If workouts are something new for you: first try the 90 day challenge level 2. After you are done, try level 3. Level 3 is harder than level 2.
If you want to see your before-after photos, you have to eat the right amount of food for you. Just workouts are not enough. You have to combine both regular workouts + eating the right amount of food.
This workout has an easier version.
Do maximum rounds for 20 minutes. If you want you can work out for 25 or 30 minutes.

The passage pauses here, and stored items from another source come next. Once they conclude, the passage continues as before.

// SPDX-License-Identifier: MIT
// Copyright 2026 Roland Dreier <roland@rolandd.dev>

//! HTTP route handlers.

pub mod api;
pub mod auth;
pub mod events;

use crate::error::AppError;
use crate::middleware::{rate_limit, require_auth, require_csrf};
use crate::time_utils::format_utc_rfc3339;
use crate::AppState;
use axum::extract::DefaultBodyLimit;
use axum::http::{header, HeaderName, Method};
use axum::response::{IntoResponse, Response};
use axum::{middleware, routing::get, Json, Router};
use serde::Serialize;
use std::any::Any;
use std::sync::Arc;
use tower_http::catch_panic::CatchPanicLayer;
use tower_http::cors::CorsLayer;
use tower_http::trace::{DefaultMakeSpan, DefaultOnResponse, TraceLayer};
use tracing::Level;
#[cfg(feature = "binding-generation")]
use ts_rs::TS;

/// Largest accepted request body.
pub const BODY_LIMIT_BYTES: usize = 100 * 1024;

#[derive(Serialize)]
#[cfg_attr(feature = "binding-generation", derive(TS))]
#[cfg_attr(
    feature = "binding-generation",
    ts(export, export_to = "web/src/lib/generated/")
)]
pub struct HealthResponse {
    pub status: String,
    pub timestamp: String,
    pub environment: String,
}

/// Health check response
async fn health_check(
    axum::extract::State(state): axum::extract::State<Arc<AppState>>,
) -> Json<HealthResponse> {
    Json(HealthResponse {
        status: "healthy".to_string(),
        timestamp: format_utc_rfc3339(chrono::Utc::now()),
        environment: state.config.environment.as_str().to_string(),
    })
}

async fn not_found() -> AppError {
    AppError::NotFound("Route not found".to_string())
}

fn handle_panic(_panic: Box<dyn Any + Send + 'static>) -> Response {
    AppError::Internal(anyhow::anyhow!("Request handler panicked")).into_response()
}

/// Build the complete router with all routes.
pub fn create_router(state: Arc<AppState>) -> Router {
    // CORS layer - allow the frontend origin, plus localhost in development
    let frontend_origin = state.config.cors_origin.clone();
    let allow_localhost = !state.config.is_production();
    let cors = CorsLayer::new()
        .allow_origin(tower_http::cors::AllowOrigin::predicate(
            move |origin: &axum::http::HeaderValue, _request_parts: &axum::http::request::Parts| {
                let origin_str = origin.to_str().unwrap_or("");
                origin_str == frontend_origin
                    || (allow_localhost
                        && (origin_str.starts_with("http://localhost")
                            || origin_str.starts_with("http://127.0.0.1")))
            },
        ))
        .allow_credentials(true)
        .allow_methods([
            Method::GET,
            Method::POST,
            Method::PUT,
            Method::DELETE,
            Method::OPTIONS,
        ])
        .allow_headers([
            header::CONTENT_TYPE,
            header::AUTHORIZATION,
            HeaderName::from_static(crate::middleware::csrf::CSRF_HEADER),
            HeaderName::from_static(crate::middleware::csrf::XSRF_HEADER),
        ]);

    let rate_limited = middleware::from_fn_with_state(state.clone(), rate_limit);

    // Auth routes (session handled per route)
    let auth_routes = auth::routes(&state).route_layer(rate_limited.clone());

    // Strava proxy routes (session + token refresh required)
    let api_routes = api::routes()
        .route_layer(middleware::from_fn_with_state(state.clone(), require_auth))
        .route_layer(rate_limited);

    // Calendar routes (CSRF on writes, checked before any token refresh)
    let event_routes = events::routes()
        .route_layer(middleware::from_fn_with_state(state.clone(), require_auth))
        .route_layer(middleware::from_fn_with_state(state.clone(), require_csrf));

    Router::new()
        .route("/health", get(health_check))
        .merge(auth_routes)
        .merge(api_routes)
        .merge(event_routes)
        .fallback(not_found)
        .layer(DefaultBodyLimit::max(BODY_LIMIT_BYTES))
        .layer(middleware::from_fn(
            crate::middleware::security::add_security_headers,
        ))
        .layer(cors)
        .layer(CatchPanicLayer::custom(handle_panic))
        .layer(
            TraceLayer::new_for_http()
                .make_span_with(DefaultMakeSpan::new().level(Level::INFO))
                .on_response(DefaultOnResponse::new().level(Level::INFO)),
        )
        .with_state(state)
}
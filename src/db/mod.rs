// SPDX-License-Identifier: MIT
// Copyright 2026 Roland Dreier <roland@rolandd.dev>

//! Calendar persistence.
//!
//! Records are keyed by Strava athlete ID. Two backends implement
//! [`CalendarStore`]: an in-process map and Firestore.

pub mod firestore;
pub mod memory;

pub use firestore::FirestoreDb;
pub use memory::MemoryCalendarStore;

use crate::error::AppError;
use crate::models::{CalendarEvent, UserCalendar};
use async_trait::async_trait;

/// Collection names as constants.
pub mod collections {
    /// Calendar records (keyed by athlete_id)
    pub const USER_CALENDARS: &str = "user_calendars";
}

/// Backend for per-user calendar records.
#[async_trait]
pub trait CalendarStore: Send + Sync {
    /// Create an empty record for `user_id` unless one exists.
    ///
    /// Returns the stored record and whether it was created by this call.
    async fn create_if_absent(&self, user_id: u64) -> Result<(UserCalendar, bool), AppError>;

    async fn get(&self, user_id: u64) -> Result<Option<UserCalendar>, AppError>;

    /// Replace the whole event sequence. Returns `None` when no record exists.
    async fn replace_events(
        &self,
        user_id: u64,
        events: Vec<CalendarEvent>,
    ) -> Result<Option<UserCalendar>, AppError>;
}

/// A fresh record with no events.
pub(crate) fn empty_calendar(user_id: u64) -> UserCalendar {
    let now = crate::time_utils::format_utc_rfc3339(chrono::Utc::now());
    UserCalendar {
        user_id,
        events: Vec::new(),
        created_at: now.clone(),
        updated_at: now,
    }
}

1. Plank pull forward-backward + push up – ALT sides – 6
2. ALT weighted jump lunge – 6
3. Dive bomber – 6
4. ALT pull under lunge – 6
5. Jump over burpee no push up – 6
6. Pigeon crunch LEFT side – 6
7. Sumo dead lift – 6
8. Pigeon crunch RIGHT side – 6
6 intervals 10/10
Do one leg only
1. Leg back raise
2. Leg side raise
90 seconds – active rest
1. Jumping jacks – 4
2. Scissors – 4
Do the interval training with the other leg.
Which exercise was most difficult for you?
In the beginning I thought that I didn’t put enough weights for pulling, but in the middle of the workout I felt this is enough challenge.